If we don't take steps now to balance our budget and begin paying down this debt our children will have to do it and it will hurt much more. Instead of 3% our children will be paying a 13% increase.

Congress, the President, and we are at fault. Would you vote for a President who says they are going to raise taxes 3%?

The Citizens Against Governmental Waste has a website that explains a lot more. Some of the things congress wastes our money on are amazing. Millions for a tropical jungle in Ohio?

http://www.cagw.org/site/PageServer
 

kevmicsmi

Well-Known Member
About 11% of all the income taxes we pay goes purely to pay interest on our national debt. This goes up about 1% per year. Our total budget is about $2.6 trillion so just think of what 11% of ($28.6 billion) could do for education.

It would do NOTHING for education. Money is not the problem, the lack of competition is the problem.
 

Ardent Listener

Active Member
Debt is the fatal disease of all republics, the first thing and the mightiest to undermine goverments and corrupt the people. -Phillips Wendell
 

sandy whitelinger

Veteran Member
Super Universe said:
About 11% of all the income taxes we pay goes purely to pay interest on our national debt. This goes up about 1% per year. Our total budget is about $2.6 trillion so just think of what 11% of ($28.6 billion) could do for education.
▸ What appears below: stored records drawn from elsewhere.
//! 历史记录与截断：按安全单元整体丢弃最旧的对话。
//!
//! Conversation transcript with unit-safe truncation. When the history
//! outgrows its token budget, whole exchange units are dropped from the
//! oldest end, never splitting a tool-call/tool-result pair, and the
//! retained suffix always starts at a plain user turn.

use crate::types::message::{ContentPart, Message, Role};

/// Token buffer reserved below the hard budget when selecting units.
const TRUNCATION_BUFFER: usize = 500;
/// Fraction of the budget that triggers truncation.
const TRUNCATION_THRESHOLD: f64 = 0.8;
/// Flat token charge per message-level tool call.
const TOKENS_PER_TOOL_CALL: usize = 50;

/// Pluggable token estimation.
pub trait TokenEstimator: Send + Sync {
    fn count_text(&self, text: &str) -> usize;

    /// Message estimate: text of text and tool-result parts, plus a flat
    /// charge per tool call.
    fn count_message(&self, msg: &Message) -> usize {
        let mut tokens = 0;
        for part in &msg.content {
            match part {
                ContentPart::Text { text } => tokens += self.count_text(text),
                ContentPart::ToolResult { text, .. } => tokens += self.count_text(text),
                _ => {}
            }
        }
        tokens + msg.tool_calls.len() * TOKENS_PER_TOOL_CALL
    }

    fn count_messages(&self, messages: &[Message]) -> usize {
        messages.iter().map(|m| self.count_message(m)).sum()
    }
}

/// Coarse default estimator: one token per character, halved. Imprecise
/// by design but stable across runs.
#[derive(Debug, Clone, Default)]
pub struct CharEstimator;

impl TokenEstimator for CharEstimator {
    fn count_text(&self, text: &str) -> usize {
        if text.is_empty() {
            return 0;
        }
        text.chars().count() / 2
    }
}

/// Kind of a droppable history unit.
#[derive(Debug, Clone, Copy, PartialEq, Eq)]
pub enum UnitKind {
    /// `user -> assistant` exchange without tool calls.
    Dialog,
    /// `user -> assistant(tools) -> tool* -> assistant(final)` exchange.
    ToolSequence,
}

/// A contiguous slice of history that is safe to drop or keep whole.
#[derive(Debug, Clone)]
pub struct HistoryUnit {
    pub start: usize,
    pub end: usize,
    pub tokens: usize,
    pub kind: UnitKind,
}

/// Identify the safe units of a transcript, walking from the front.
pub fn identify_units(messages: &[Message], estimator: &dyn TokenEstimator) -> Vec<HistoryUnit> {
    let mut units = Vec::new();
    let mut i = 0usize;

    while i < messages.len() {
        if messages[i].role == Role::User {
            let start = i;
            let mut kind = UnitKind::Dialog;
            let mut end = None;

            i += 1;
            while i < messages.len() {
                match messages[i].role {
                    Role::Assistant => {
                        if messages[i].has_tool_calls() {
                            kind = UnitKind::ToolSequence;
                            i = end_of_tool_sequence(messages, i);
                        }
                        end = Some(i);
                        break;
                    }
                    Role::Tool => i += 1,
                    _ => {
                        // Next user turn; the current unit ends before it.
                        i -= 1;
                        end = Some(i);
                        break;
                    }
                }
            }

            let end = end.unwrap_or(messages.len() - 1);
            units.push(HistoryUnit {
                start,
                end,
                tokens: estimator.count_messages(&messages[start..=end]),
                kind,
            });
        }
        i += 1;
    }

    units
}

/// Find the index of the assistant message that closes a tool sequence:
/// the first following assistant message with no tool calls.
fn end_of_tool_sequence(messages: &[Message], start: usize) -> usize {
    let mut i = start + 1;
    while i < messages.len() {
        match messages[i].role {
            Role::Tool => i += 1,
            Role::Assistant => {
                if messages[i].has_tool_calls() {
                    i += 1;
                } else {
                    return i;
                }
            }
            _ => return i - 1,
        }
    }
    messages.len() - 1
}

/// Select units newest-to-oldest while they fit, stopping at the first
/// unit that does not. Returned oldest-first.
fn select_units_from_end(units: &[HistoryUnit], max_tokens: usize) -> Vec<HistoryUnit> {
    let mut selected: Vec<HistoryUnit> = Vec::new();
    let mut current = 0usize;
    for unit in units.iter().rev() {
        if current + unit.tokens <= max_tokens {
            current += unit.tokens;
            selected.insert(0, unit.clone());
        } else {
            // Skipping and continuing would break contiguity.
            break;
        }
    }
    selected
}

/// Append-only transcript with a pluggable token estimator.
pub struct History {
    messages: Vec<Message>,
    estimator: Box<dyn TokenEstimator>,
}

impl Default for History {
    fn default() -> Self {
        Self::new()
    }
}

impl History {
    pub fn new() -> Self {
        Self::with_estimator(Box::new(CharEstimator))
    }

    pub fn with_estimator(estimator: Box<dyn TokenEstimator>) -> Self {
        Self {
            messages: Vec::new(),
            estimator,
        }
    }

    pub fn push(&mut self, message: Message) {
        self.messages.push(message);
    }

    pub fn messages(&self) -> &[Message] {
        &self.messages
    }

    pub fn len(&self) -> usize {
        self.messages.len()
    }

    pub fn is_empty(&self) -> bool {
        self.messages.is_empty()
    }

    pub fn tokens(&self) -> usize {
        self.estimator.count_messages(&self.messages)
    }

    pub fn snapshot(&self) -> Vec<Message> {
        self.messages.clone()
    }

    pub fn restore(&mut self, snapshot: Vec<Message>) {
        self.messages = snapshot;
    }

    /// Drop whole units from the oldest end until the transcript plus
    /// system prompt fit the budget. No-op below the trigger threshold.
    pub fn truncate(&mut self, system_prompt: &str, max_history_tokens: usize) {
        if self.messages.is_empty() {
            return;
        }

        let current = self.estimator.count_messages(&self.messages);
        let system_tokens = self.estimator.count_text(system_prompt);
        let total = current + system_tokens;

        let threshold = (max_history_tokens as f64 * TRUNCATION_THRESHOLD) as usize;
        if total <= threshold {
            return;
        }

        let available = max_history_tokens as i64 - system_tokens as i64 - TRUNCATION_BUFFER as i64;
        if available <= 0 {
            // The system prompt alone exhausts the budget.
            self.messages.clear();
            return;
        }

        let units = identify_units(&self.messages, self.estimator.as_ref());
        if units.is_empty() {
            return;
        }

        let mut selected = select_units_from_end(&units, available as usize);

        // The retained suffix must open with a plain user turn.
        while selected
            .first()
            .map(|u| u.kind != UnitKind::Dialog)
            .unwrap_or(false)
        {
            selected.remove(0);
        }

        match selected.first() {
            Some(first) => {
                let start = first.start;
                self.messages.drain(..start);
            }
            None => self.messages.clear(),
        }
    }
}

#[cfg(test)]
mod tests {
    use super::*;
    use crate::types::tool::ToolCall;

    fn user(text: &str) -> Message {
        Message::user(text)
    }

    fn assistant(text: &str) -> Message {
        Message::assistant(text)
    }

    fn assistant_with_call(id: &str) -> Message {
        let call = ToolCall::function(id, "lookup", "{}").unwrap();
        Message::new(Role::Assistant, vec![ContentPart::tool_call(call.clone())])
            .with_tool_calls(vec![call])
    }

    fn tool_result(id: &str) -> Message {
        Message::tool_result(id, "result text")
    }

    fn history_of(messages: Vec<Message>) -> History {
        let mut h = History::new();
        for m in messages {
            h.push(m);
        }
        h
    }

    #[test]
    fn test_default_estimator_halves_char_count() {
        let est = CharEstimator;
        assert_eq!(est.count_text("abcd"), 2);
        assert_eq!(est.count_text("你好你好"), 2);
        assert_eq!(est.count_text(""), 0);
    }

    #[test]
    fn test_tool_calls_add_flat_charge() {
        let est = CharEstimator;
        let msg = assistant_with_call("call_1");
        assert_eq!(est.count_message(&msg), TOKENS_PER_TOOL_CALL);
    }

    #[test]
    fn test_dialog_unit_identification() {
        let messages = vec![user("q1"), assistant("a1"), user("q2"), assistant("a2")];
        let units = identify_units(&messages, &CharEstimator);
        assert_eq!(units.len(), 2);
        assert_eq!((units[0].start, units[0].end), (0, 1));
        assert_eq!((units[1].start, units[1].end), (2, 3));
        assert!(units.iter().all(|u| u.kind == UnitKind::Dialog));
    }

    #[test]
    fn test_tool_sequence_unit_spans_to_final_assistant() {
        let messages = vec![
            user("q"),
            assistant_with_call("c1"),
            tool_result("c1"),
            assistant_with_call("c2"),
            tool_result("c2"),
            assistant("done"),
            user("next"),
            assistant("a"),
        ];
        let units = identify_units(&messages, &CharEstimator);
        assert_eq!(units.len(), 2);
        assert_eq!(units[0].kind, UnitKind::ToolSequence);
        assert_eq!((units[0].start, units[0].end), (0, 5));
        assert_eq!((units[1].start, units[1].end), (6, 7));
    }

    #[test]
    fn test_unit_sequence_ends_on_first_plain_assistant() {
        // The closer must be the first assistant message with no tool
        // calls, even when another user turn follows immediately.
        let messages = vec![
            user("q"),
            assistant_with_call("c1"),
            tool_result("c1"),
            assistant("closing"),
        ];
        let units = identify_units(&messages, &CharEstimator);
        assert_eq!(units.len(), 1);
        assert_eq!(units[0].end, 3);
    }

    #[test]
    fn test_truncation_below_threshold_is_noop() {
        // 4 messages x "xxxxxxxxxx" (10 chars -> 5 tokens) = 20 tokens.
        let messages = vec![
            user("xxxxxxxxxx"),
            assistant("xxxxxxxxxx"),
            user("xxxxxxxxxx"),
            assistant("xxxxxxxxxx"),
        ];
        let mut h = history_of(messages);
        // Threshold = 0.8 * 1000 = 800 > 20.
        h.truncate("", 1000);
        assert_eq!(h.len(), 4);
    }

    #[test]
    fn test_truncation_boundary_exact_threshold() {
        // One dialog unit of exactly 80 tokens against a budget of 100:
        // threshold is 80, and 80 <= 80 keeps the history untouched.
        let mut h = history_of(vec![
            user(&"a".repeat(80)),
            assistant(&"b".repeat(80)),
        ]);
        assert_eq!(h.tokens(), 80);
        h.truncate("", 100);
        assert_eq!(h.len(), 2);

        // One more token crosses the threshold.
        let mut h = history_of(vec![
            user(&"a".repeat(82)),
            assistant(&"b".repeat(80)),
        ]);
        assert_eq!(h.tokens(), 81);
        h.truncate("", 100);
        // 81 > 80 triggers truncation; available = 100 - 500 < 0 clears.
        assert_eq!(h.len(), 0);
    }

    #[test]
    fn test_truncation_returns_suffix_starting_with_user() {
        let mut messages = Vec::new();
        for i in 0..20 {
            messages.push(user(&format!("question {i} {}", "x".repeat(200))));
            messages.push(assistant(&format!("answer {i} {}", "y".repeat(200))));
        }
        let original = messages.clone();
        let mut h = history_of(messages);
        h.truncate("", 1000);

        assert!(h.len() < original.len());
        assert!(h.len() > 0);
        assert_eq!(h.messages()[0].role, Role::User);
        // Suffix property: retained messages equal the tail of the
        // original transcript.
        let tail = &original[original.len() - h.len()..];
        assert_eq!(h.messages(), tail);
    }

    #[test]
    fn test_truncation_preserves_tool_pairing() {
        let messages = vec![
            // Oversized old dialog unit that will be dropped.
            user(&"x".repeat(3000)),
            assistant(&"y".repeat(3000)),
            // Tool sequence that ends up oldest among the fitting units;
            // it must be dropped whole rather than become the opener.
            user("q1"),
            assistant_with_call("c1"),
            tool_result("c1"),
            assistant("done1"),
            // Dialog unit that becomes the retained opener.
            user("q2"),
            assistant("a2"),
            // Newest tool sequence, retained whole.
            user("q3"),
            assistant_with_call("c3"),
            tool_result("c3"),
            assistant("done3"),
        ];
        let mut h = history_of(messages);
        h.truncate("", 1000);
        assert!(h.len() > 0);
        assert_eq!(h.messages()[0].role, Role::User);
        assert_eq!(h.messages()[0].text(), "q2");

        // Every retained tool call has its result retained after it.
        for (idx, msg) in h.messages().iter().enumerate() {
            for call in &msg.tool_calls {
                let paired = h.messages()[idx..]
                    .iter()
                    .any(|m| m.tool_result_text().map(|(id, _)| id) == Some(call.id.as_str()));
                assert!(paired, "tool call {} lost its result", call.id);
            }
        }
        // And no stray tool results from the dropped sequence.
        assert!(h
            .messages()
            .iter()
            .all(|m| m.tool_result_text().map(|(id, _)| id) != Some("c1")));
    }

    #[test]
    fn test_truncation_drops_leading_tool_sequence_unit() {
        // Both trailing units fit the budget, but the older of them is a
        // tool sequence; it must not become the opener, so only the final
        // dialog unit survives.
        let messages = vec![
            user(&"q".repeat(2000)),
            assistant(&"a".repeat(2000)),
            user("use the tool"),
            assistant_with_call("c1"),
            tool_result("c1"),
            assistant("tool done"),
            user("final question"),
            assistant("final answer"),
        ];
        let mut h = history_of(messages);
        h.truncate("", 800);
        assert_eq!(h.len(), 2);
        assert_eq!(h.messages()[0].role, Role::User);
        assert_eq!(h.messages()[0].text(), "final question");
    }

    #[test]
    fn test_system_prompt_counts_against_budget() {
        let mut h = history_of(vec![
            user(&"a".repeat(400)),
            assistant(&"b".repeat(400)),
        ]);
        // History alone (400 tokens) is under threshold (480), but the
        // system prompt pushes the total over it and the remaining budget
        // under the buffer, clearing everything.
        h.truncate(&"s".repeat(400), 600);
        assert_eq!(h.len(), 0);
    }

    #[test]
    fn test_snapshot_restore_round_trip() {
        let mut h = history_of(vec![user("q"), assistant("a")]);
        let snapshot = h.snapshot();
        h.push(user("extra"));
        assert_eq!(h.len(), 3);
        h.restore(snapshot);
        assert_eq!(h.len(), 2);
        assert_eq!(h.messages()[1].text(), "a");
    }
}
Our current national debt is over $8 trillion and growing by about $500 billion a year because we refuse to cut back on spending. The Iraq war is not the cause of it, we haven't balanced our books but for a few years (Clinton) of our entire history.

Any home money manager knows that you are going to get in trouble if you only pay interest on your debt and continue spending.

I personally believe that a modest increase in income taxes to 3% is necessary along with an additional 5 cents on cigarettes, alcohol, and gasoline. Then cut back some of the military: retire the B-52's and mothball all the U.S. Navy's frigates. And a president just may have to veto every bill that comes from congress with any additional spending.

If we don't take steps now to balance our budget and begin paying down this debt our children will have to do it and it will hurt much more. Instead of 3% our children will be paying a 13% increase.

Congress, the President, and we are at fault. Would you vote for a President who says they are going to raise taxes 3%?

The Citizens Against Governmental Waste has a website that explains a lot more. Some of the things congress wastes our money on are amazing. Millions for a tropical jungle in Ohio?

http://www.cagw.org/site/PageServer



All that's nice but ignores my point. If we did nothing about the foriegn debt then the country would loose about half a trillion a year in currency. This would lead to a shrinking money supply which would lead to deflation and a recession.

By creating new money in the form of national debt this balances the supply.

It also allows foriegn countries to return some of the greenbacks we send them by buying our debt.
 

kevmicsmi

Well-Known Member
sandy whitelinger said:
All that's nice but ignores my point. If we did nothing about the foriegn debt then the country would loose about half a trillion a year in currency. This would lead to a shrinking money supply which would lead to deflation and a recession.

By creating new money in the form of national debt this balances the supply.

It also allows foriegn countries to return some of the greenbacks we send them by buying our debt.

Sandy, all paper dollars that leave the country eventually return by either buying debt, or goods and services. If countries stopped buying our debt, they would have to send our money back for goods and services, therefore eliminating the trade deficit.
 

sandy whitelinger

Veteran Member
kevmicsmi said:
Sandy, all paper dollars that leave the country eventually return by either buying debt, or goods and services. If countries stopped buying our debt, they would have to send our money back for goods and services, therefore eliminating the trade deficit.

There is also the option of putting it in banks which is part of what I believe is driving lower interest rates and the building boom.